Jej twarz pobledła, ale po chwili wróciła do swojego naturalnego
koloru.
-Kogo?
-Tego kto mnie
wysłał do szpitala. Nie zabiłem go, tylko pobiłem do
nieprzytomności.
-Pobiłeś?! Na
pewno już się nie obudził, jak mogłeś tak zrobić?! Rozumiem
wszystko, ale nie powinieneś sam tego robić. Myślałam, że trochę
się zmieniłeś! Kurwa, Louis masz przejebane.
Słuchałem jej
jebanego monologu i nie wiem czy się śmiać, czy może zacząć
płakać. Ona naprawdę sądzi, że po pierwsze :
Mógłbym się
zmienić.
Po drugie:
Zabiłem tego
gnojka.
Nie wytrzymam
zaraz... Rozpierdala mnie od środka, czekam aż moja kawa się
skończy i mam ochotę roztrzaskać kubek.
-Pójdziesz
teraz do pierdla?! - nie wytrzymałem. Rzuciłem tuż pod jej nogi
szklany przedmiot, przez co zapiszczała. Odwróciłem się na pięcie
i strąciłem pozostałe naczynia, które aktualnie znajdowały się
na blacie. Wszystko szło w proch, a moje ręce nie chciały
przestać.
Jak ona do
kurwy nędzy, może tak myśleć?! Jest jedyną osobą, która mnie
tak zna, a sądzi, że mógłbym się bawić w takie gówno!
-Uspokój się!
- usłyszałem, ale odwróciłem się prosto do niej. Nogi niosą
mnie w jej stronę, aż w końcu łapię za jej ramiona i nimi
trzęsę.
-Czy ty mnie
kurwa nie znasz?! Nie bądź głupia Amy, tylko posłuchaj co ty
pierdolisz!

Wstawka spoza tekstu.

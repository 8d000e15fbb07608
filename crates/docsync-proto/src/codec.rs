//! Payload compression.
//!
//! Bodies are zstd frames tagged with `content-encoding=zstd`. A body with no
//! encoding is taken as raw bytes.

/// `content-encoding` value for zstd bodies.
pub const ZSTD_ENCODING: &str = "zstd";

/// zstd compression level used for outbound payloads.
pub const COMPRESSION_LEVEL: i32 = 3;

/// Compress a payload.
///
/// # Errors
///
/// Returns error if the encoder fails.
pub fn compress(data: &[u8]) -> Result<Vec<u8>, CodecError> {
    zstd::stream::encode_all(data, COMPRESSION_LEVEL).map_err(|e| CodecError::Compress(e.to_string()))
}

/// Decompress a zstd payload.
///
/// # Errors
///
/// Returns error if `data` is not a valid zstd frame.
pub fn decompress(data: &[u8]) -> Result<Vec<u8>, CodecError> {
    zstd::stream::decode_all(data).map_err(|e| CodecError::Decompress(e.to_string()))
}

/// Decode a body according to its declared `content-encoding`.
///
/// # Errors
///
/// Returns error for an unknown encoding or a corrupt frame.
pub fn decode_body(encoding: Option<&str>, body: &[u8]) -> Result<Vec<u8>, CodecError> {
    match encoding {
        None => Ok(body.to_vec()),
        Some(ZSTD_ENCODING) => decompress(body),
        Some(other) => Err(CodecError::UnsupportedEncoding(other.to_string())),
    }
}

/// Errors from the payload codec.
#[derive(Debug, Clone, PartialEq, Eq, thiserror::Error)]
pub enum CodecError {
    /// Compression failed
    #[error("compression failed: {0}")]
    Compress(String),
    /// Decompression failed
    #[error("decompression failed: {0}")]
    Decompress(String),
    /// Body declared an encoding this instance cannot decode
    #[error("unsupported content encoding: {0}")]
    UnsupportedEncoding(String),
}

#[cfg(test)]
mod tests {
    use super::*;

    #[test]
    fn compress_then_decode() {
        let xml = b"<root><child>text</child></root>".repeat(20);
        let compressed = compress(&xml).unwrap();
        assert!(compressed.len() < xml.len());
        assert_eq!(decode_body(Some(ZSTD_ENCODING), &compressed).unwrap(), xml);
    }

    #[test]
    fn absent_encoding_is_raw() {
        assert_eq!(decode_body(None, b"raw").unwrap(), b"raw");
    }

    #[test]
    fn unknown_encoding_is_rejected() {
        assert_eq!(
            decode_body(Some("gzip"), b"x"),
            Err(CodecError::UnsupportedEncoding("gzip".to_string()))
        );
    }

    #[test]
    fn corrupt_frame_is_rejected() {
        assert!(matches!(
            decompress(b"not a zstd frame"),
            Err(CodecError::Decompress(_))
        ));
    }
}
//! # docsync Agent
//!
//! Replication node for a hierarchical document store.
//!
//! ## Architecture
//!
//! One event loop drives the instance:
//! 1. **Capture**: committed local changes are published on the tenant's change topic
//! 2. **Apply**: received change messages are replayed against the local store
//! 3. **Journal**: every outcome is recorded in `SQLite` and reported periodically
//!
//! A publish is acknowledged only once its apply has succeeded or been skipped.

use anyhow::Result;
use docsync_core::InstanceId;
use tracing_subscriber::EnvFilter;

mod config;
mod journal;
mod runtime;
mod transport;

pub use config::AgentConfig;
pub use runtime::Agent;

#[tokio::main]
async fn main() -> Result<()> {
    // Initialize logging
    tracing_subscriber::fmt()
        .with_env_filter(
            EnvFilter::try_from_default_env().unwrap_or_else(|_| EnvFilter::new("info")),
        )
        .init();

    tracing::info!(version = env!("CARGO_PKG_VERSION"), "Starting docsync agent");

    // Load configuration
    let config = AgentConfig::from_env()?;

    let instance = config
        .instance_id
        .clone()
        .map_or_else(InstanceId::generate, InstanceId::new);

    tracing::info!(%instance, "Agent initialized");

    let agent = Agent::new(config, instance)?;

    agent.run().await?;

    Ok(())
}
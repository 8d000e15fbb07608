//! Absolute hierarchical resource paths.
//!
//! A path is `/`-separated and always absolute, e.g. `/db/a/doc.xml`.
//! Empty segments, `.` and `..` are rejected so two spellings never name
//! the same resource.

use serde::{Deserialize, Serialize};
use std::fmt;

/// Name of the top-level collection every store starts with.
pub const ROOT_COLLECTION_NAME: &str = "db";

/// An absolute path naming a collection or a document.
#[derive(Debug, Clone, PartialEq, Eq, PartialOrd, Ord, Hash, Serialize, Deserialize)]
#[serde(try_from = "String", into = "String")]
pub struct ResourcePath(String);

impl ResourcePath {
    /// Parse and normalize an absolute path.
    ///
    /// A single trailing `/` is tolerated and stripped.
    ///
    /// # Errors
    ///
    /// Returns error if the path is empty, relative, or contains empty,
    /// `.` or `..` segments.
    pub fn parse(input: &str) -> Result<Self, PathError> {
        if input.is_empty() {
            return Err(PathError::Empty);
        }
        if !input.starts_with('/') {
            return Err(PathError::NotAbsolute(input.to_string()));
        }

        let trimmed = if input.len() > 1 {
            input.strip_suffix('/').unwrap_or(input)
        } else {
            input
        };
        if trimmed == "/" {
            return Ok(Self::root());
        }

        for segment in trimmed[1..].split('/') {
            if segment.is_empty() || segment == "." || segment == ".." {
                return Err(PathError::InvalidSegment {
                    path: input.to_string(),
                    segment: segment.to_string(),
                });
            }
        }

        Ok(Self(trimmed.to_string()))
    }

    /// The root path `/`.
    #[must_use]
    pub fn root() -> Self {
        Self("/".to_string())
    }

    /// The top-level collection, `/db`.
    #[must_use]
    pub fn root_collection() -> Self {
        Self(format!("/{ROOT_COLLECTION_NAME}"))
    }

    /// Whether this is the root path.
    #[must_use]
    pub fn is_root(&self) -> bool {
        self.0 == "/"
    }

    /// The path as a string slice.
    #[must_use]
    pub fn as_str(&self) -> &str {
        &self.0
    }

    /// Path segments from the top down.
    pub fn segments(&self) -> impl Iterator<Item = &str> {
        self.0.split('/').filter(|s| !s.is_empty())
    }

    /// The parent path, or `None` for the root.
    #[must_use]
    pub fn parent(&self) -> Option<Self> {
        if self.is_root() {
            return None;
        }
        match self.0.rfind('/') {
            Some(0) => Some(Self::root()),
            Some(idx) => Some(Self(self.0[..idx].to_string())),
            None => None,
        }
    }

    /// The last segment, empty for the root.
    #[must_use]
    pub fn name(&self) -> &str {
        self.0.rsplit('/').next().unwrap_or_default()
    }

    /// Split into parent collection and last segment.
    ///
    /// # Errors
    ///
    /// Returns error for the root path, which has no parent.
    pub fn split_last(&self) -> Result<(Self, &str), PathError> {
        let parent = self.parent().ok_or(PathError::NoParent)?;
        Ok((parent, self.name()))
    }

    /// Append a single segment.
    ///
    /// # Errors
    ///
    /// Returns error if `name` is not a valid single segment.
    pub fn join(&self, name: &str) -> Result<Self, PathError> {
        if name.is_empty() || name == "." || name == ".." || name.contains('/') {
            return Err(PathError::InvalidSegment {
                path: self.0.clone(),
                segment: name.to_string(),
            });
        }
        if self.is_root() {
            Ok(Self(format!("/{name}")))
        } else {
            Ok(Self(format!("{}/{name}", self.0)))
        }
    }

    /// Whether `self` lies strictly below `ancestor`.
    #[must_use]
    pub fn is_descendant_of(&self, ancestor: &Self) -> bool {
        if ancestor.is_root() {
            return !self.is_root();
        }
        self.0.len() > ancestor.0.len()
            && self.0.starts_with(&ancestor.0)
            && self.0.as_bytes()[ancestor.0.len()] == b'/'
    }

    /// Re-home `self` from under `from` to under `to`.
    ///
    /// Returns `None` if `self` is neither `from` nor below it.
    #[must_use]
    pub fn rebase(&self, from: &Self, to: &Self) -> Option<Self> {
        if self == from {
            return Some(to.clone());
        }
        if !self.is_descendant_of(from) {
            return None;
        }
        let suffix = if from.is_root() {
            &self.0[1..]
        } else {
            &self.0[from.0.len() + 1..]
        };
        if to.is_root() {
            Some(Self(format!("/{suffix}")))
        } else {
            Some(Self(format!("{}/{suffix}", to.0)))
        }
    }
}

impl fmt::Display for ResourcePath {
    fn fmt(&self, f: &mut fmt::Formatter<'_>) -> fmt::Result {
        f.write_str(&self.0)
    }
}

impl TryFrom<String> for ResourcePath {
    type Error = PathError;

    fn try_from(value: String) -> Result<Self, Self::Error> {
        Self::parse(&value)
    }
}

impl From<ResourcePath> for String {
    fn from(path: ResourcePath) -> Self {
        path.0
    }
}

impl std::str::FromStr for ResourcePath {
    type Err = PathError;

    fn from_str(s: &str) -> Result<Self, Self::Err> {
        Self::parse(s)
    }
}

/// Errors that can occur parsing or manipulating paths.
#[derive(Debug, Clone, PartialEq, Eq, thiserror::Error)]
pub enum PathError {
    /// Path was empty
    #[error("empty path")]
    Empty,
    /// Path did not start with `/`
    #[error("path is not absolute: {0}")]
    NotAbsolute(String),
    /// Path contained an empty, `.` or `..` segment
    #[error("invalid segment '{segment}' in path {path}")]
    InvalidSegment {
        /// The offending path
        path: String,
        /// The offending segment
        segment: String,
    },
    /// The root path has no parent
    #[error("root path has no parent")]
    NoParent,
}
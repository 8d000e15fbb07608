//! Mime registry.
//!
//! Decides whether a document is stored as XML (validated, structured) or as
//! an opaque binary stream, and resolves a mime type from a declared name or
//! from the file extension.

use crate::path::ResourcePath;
use std::collections::HashMap;

/// How documents of a mime type are stored.
#[derive(Debug, Clone, Copy, PartialEq, Eq, Hash)]
pub enum MimeKind {
    /// Structured content, validated then stored
    Xml,
    /// Opaque byte stream
    Binary,
}

/// A registered mime type.
#[derive(Debug, Clone, PartialEq, Eq)]
pub struct MimeType {
    /// Canonical name, e.g. `application/xml`
    pub name: String,
    /// Storage kind
    pub kind: MimeKind,
}

impl MimeType {
    /// Whether documents of this type take the XML storage path.
    #[must_use]
    pub fn is_xml(&self) -> bool {
        self.kind == MimeKind::Xml
    }
}

const DEFAULT_TYPES: &[(&str, MimeKind, &[&str])] = &[
    ("application/xml", MimeKind::Xml, &["xml", "xsd", "wsdl", "rdf", "dbx"]),
    ("text/xml", MimeKind::Xml, &[]),
    ("application/xslt+xml", MimeKind::Xml, &["xsl", "xslt"]),
    ("application/xhtml+xml", MimeKind::Xml, &["xhtml", "xht"]),
    ("application/atom+xml", MimeKind::Xml, &["atom"]),
    ("image/svg+xml", MimeKind::Xml, &["svg"]),
    ("application/xquery", MimeKind::Binary, &["xq", "xql", "xqm", "xquery", "xqy"]),
    ("text/plain", MimeKind::Binary, &["txt", "text", "md"]),
    ("text/html", MimeKind::Binary, &["html", "htm"]),
    ("text/css", MimeKind::Binary, &["css"]),
    ("text/csv", MimeKind::Binary, &["csv"]),
    ("application/javascript", MimeKind::Binary, &["js"]),
    ("application/json", MimeKind::Binary, &["json"]),
    ("application/pdf", MimeKind::Binary, &["pdf"]),
    ("application/zip", MimeKind::Binary, &["zip"]),
    ("image/png", MimeKind::Binary, &["png"]),
    ("image/jpeg", MimeKind::Binary, &["jpg", "jpeg"]),
    ("image/gif", MimeKind::Binary, &["gif"]),
    ("application/octet-stream", MimeKind::Binary, &["bin", "dat"]),
];

/// Registry of known mime types and file extensions.
#[derive(Debug, Clone)]
pub struct MimeTable {
    types: HashMap<String, MimeType>,
    extensions: HashMap<String, String>,
}

impl Default for MimeTable {
    fn default() -> Self {
        let mut table = Self::empty();
        for (name, kind, extensions) in DEFAULT_TYPES {
            table.register(name, *kind, extensions);
        }
        table
    }
}

impl MimeTable {
    /// A registry with no entries.
    #[must_use]
    pub fn empty() -> Self {
        Self {
            types: HashMap::new(),
            extensions: HashMap::new(),
        }
    }

    /// Register a mime type and the extensions that map to it.
    pub fn register(&mut self, name: &str, kind: MimeKind, extensions: &[&str]) {
        let name = name.to_ascii_lowercase();
        for ext in extensions {
            self.extensions.insert(ext.to_ascii_lowercase(), name.clone());
        }
        self.types.insert(name.clone(), MimeType { name, kind });
    }

    /// Look up a declared mime type by name.
    ///
    /// Parameters such as `; charset=utf-8` are ignored.
    #[must_use]
    pub fn lookup(&self, name: &str) -> Option<&MimeType> {
        let bare = name.split(';').next().unwrap_or_default().trim();
        self.types.get(&bare.to_ascii_lowercase())
    }

    /// Resolve a mime type from the extension of the last path segment.
    #[must_use]
    pub fn for_path(&self, path: &ResourcePath) -> Option<&MimeType> {
        let (_, ext) = path.name().rsplit_once('.')?;
        let name = self.extensions.get(&ext.to_ascii_lowercase())?;
        self.types.get(name)
    }
}
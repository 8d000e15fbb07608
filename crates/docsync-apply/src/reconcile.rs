//! Identity and permission reconciliation.
//!
//! Owner and group names travel as plain strings and may not exist on the
//! receiving instance. Unknown names fall back to the system principal so an
//! apply never fails on identity alone. A mime type that cannot be resolved
//! is the one hard failure: without it the document cannot be stored.

use docsync_core::permission::parse_mode;
use docsync_core::{Directory, MimeTable, MimeType, PermissionUpdate, ResourcePath};
use docsync_proto::{keys, Metadata};
use serde_json::Value;
use std::sync::Arc;

/// Resolves message metadata against the local directory and mime table.
pub struct Reconciler<D: ?Sized> {
    directory: Arc<D>,
    mimes: MimeTable,
}

impl<D: Directory + ?Sized> Reconciler<D> {
    /// Create a reconciler.
    #[must_use]
    pub fn new(directory: Arc<D>, mimes: MimeTable) -> Self {
        Self { directory, mimes }
    }

    /// The mime table in use.
    #[must_use]
    pub fn mimes(&self) -> &MimeTable {
        &self.mimes
    }

    /// Owner to apply, `None` if the message names none.
    #[must_use]
    pub fn owner(&self, metadata: &Metadata) -> Option<String> {
        let name = string_field(metadata, keys::OWNER)?;
        if let Some(account) = self.directory.account(name) {
            return Some(account.name);
        }
        let system = self.directory.system_account();
        tracing::warn!(
            owner = name,
            fallback = %system.name,
            "Unknown owner, using system account"
        );
        Some(system.name)
    }

    /// Group to apply, `None` if the message names none.
    #[must_use]
    pub fn group(&self, metadata: &Metadata) -> Option<String> {
        let name = string_field(metadata, keys::GROUP)?;
        if let Some(group) = self.directory.group(name) {
            return Some(group);
        }
        let system = self.directory.system_account();
        tracing::warn!(
            group = name,
            fallback = %system.default_group,
            "Unknown group, using system default group"
        );
        Some(system.default_group)
    }

    /// Mode to apply, `None` if absent or unreadable.
    #[must_use]
    pub fn mode(&self, metadata: &Metadata) -> Option<u32> {
        let mode = match metadata.get(keys::MODE)? {
            Value::Number(n) => n.as_u64().and_then(|n| u32::try_from(n).ok()),
            Value::String(s) => parse_mode(s),
            _ => None,
        };
        if mode.is_none() {
            tracing::warn!(value = ?metadata.get(keys::MODE), "Ignoring unreadable mode");
        }
        mode
    }

    /// Owner, group and mode as a partial update.
    #[must_use]
    pub fn permission_update(&self, metadata: &Metadata) -> PermissionUpdate {
        PermissionUpdate {
            owner: self.owner(metadata),
            group: self.group(metadata),
            mode: self.mode(metadata),
        }
    }

    /// Mime type for a document: the declared type if registered, else by
    /// file extension.
    ///
    /// # Errors
    ///
    /// Returns error if neither resolves.
    pub fn mime_type(
        &self,
        metadata: &Metadata,
        path: &ResourcePath,
    ) -> Result<MimeType, ReconcileError> {
        let declared = string_field(metadata, keys::MIME_TYPE);
        if let Some(mime) = declared.and_then(|name| self.mimes.lookup(name)) {
            return Ok(mime.clone());
        }
        if let Some(mime) = self.mimes.for_path(path) {
            if let Some(name) = declared {
                tracing::debug!(
                    declared = name,
                    resolved = %mime.name,
                    path = %path,
                    "Declared mime type unknown, resolved by file name"
                );
            }
            return Ok(mime.clone());
        }
        Err(ReconcileError::UnresolvedMimeType {
            path: path.to_string(),
            declared: declared.map(str::to_string),
        })
    }

    /// Mime type to apply on a metadata update, `None` if the message
    /// declares none.
    ///
    /// # Errors
    ///
    /// Returns error if a type is declared but cannot be resolved.
    pub fn declared_mime_type(
        &self,
        metadata: &Metadata,
        path: &ResourcePath,
    ) -> Result<Option<MimeType>, ReconcileError> {
        if !metadata.contains_key(keys::MIME_TYPE) {
            return Ok(None);
        }
        self.mime_type(metadata, path).map(Some)
    }
}

fn string_field<'a>(metadata: &'a Metadata, key: &str) -> Option<&'a str> {
    metadata.get(key).and_then(Value::as_str)
}

/// Errors from reconciliation.
#[derive(Debug, Clone, PartialEq, Eq, thiserror::Error)]
pub enum ReconcileError {
    /// No mime type could be determined for a document
    #[error("cannot determine mime type of {path} (declared: {declared:?})")]
    UnresolvedMimeType {
        /// Document path
        path: String,
        /// Declared type, if any
        declared: Option<String>,
    },
}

Wyciągasz zbyt pochopnie wnioski, skreślasz mnie na
wejściu. Ogarnij się. - cały czas nią potrząsałem, aż poczułem
pieczenie na policzku. Jej dłoń znalazła się na mojej twarzy.
Dopiero po chwili ja wyczułem. Puściłem jej ciało, a ona kręcąc
głową wyszła. Trzasnęła drzwiami i tyle ją widziałem. Miałem
za nią biec, ale teraz chyba potrzebuje jakiegoś baru. Najlepiej
najbliższego, żeby zapić to co się właśnie stało...
**Oczami
Amy**
Chuj z niego.
Moje ciało dalej czuje, ten skurcz. Tak mocno to mnie jeszcze nikt
nie trzymał. W jego oczach było widać tylko czerwone iskierki
nienawiści. Może naprawdę tego nie zrobił, ale mógł mi to
spokojnie wyjaśnić, a nie od razu przejść do rękoczynów! No
kurwa mać! Nie jestem zabawką, żeby się mną tak zabawiać.
Jeszcze jebany deszcz zaczął padać, a ja idę gdzieś przed
siebie, nie wiedząc czy idę do domu, czy może gdzieś indziej.
Głupi dupek, wyprowadził mnie z równowagi, że musiałam go
uderzyć. Po prostu musiałam w jakiś sposób pohamować jego
wyczyny.
-Czego kurwa! -
odebrałam ze złością telefon nie patrząc kto dzwoni.
-Tak teraz
odbiera się telefon od przyjaciółek? - usłyszałam głos Abigail,
więc trochę ochłonęłam.
-Sory, ten
przydupas wyprowadził mnie z równowagi. Nie wracam do domu, idę do
baru – powiedziałam na jednym tchu skręcając do pobliskiego
pubu.
-Dobra,
chciałam powiedzieć, że mój brat dzwonił i jutro planuje wpaść
załatwić jakieś rzeczy związane ze ślubem – wyszeptała ledwo
kończąc. Kurde jeszcze jego nam brakuje, to znaczy ja z Sus możemy
się zmyć, ale Abi sama sobie nie poradzi. Ona i tak dziś ledwo
wyszła z łóżka. Pewnie gdyby nie płacząca Susan, to ta by
siedziała cały dzień w swoim łóżku, ze smutną muzyka w tle.
Ten kolejny kretyn – Malik nie odbiera dalej telefonu. Od żadnej z
nas, a nawet z zastrzeżonego. Nic o nim nie wiadomo od dwóch dni.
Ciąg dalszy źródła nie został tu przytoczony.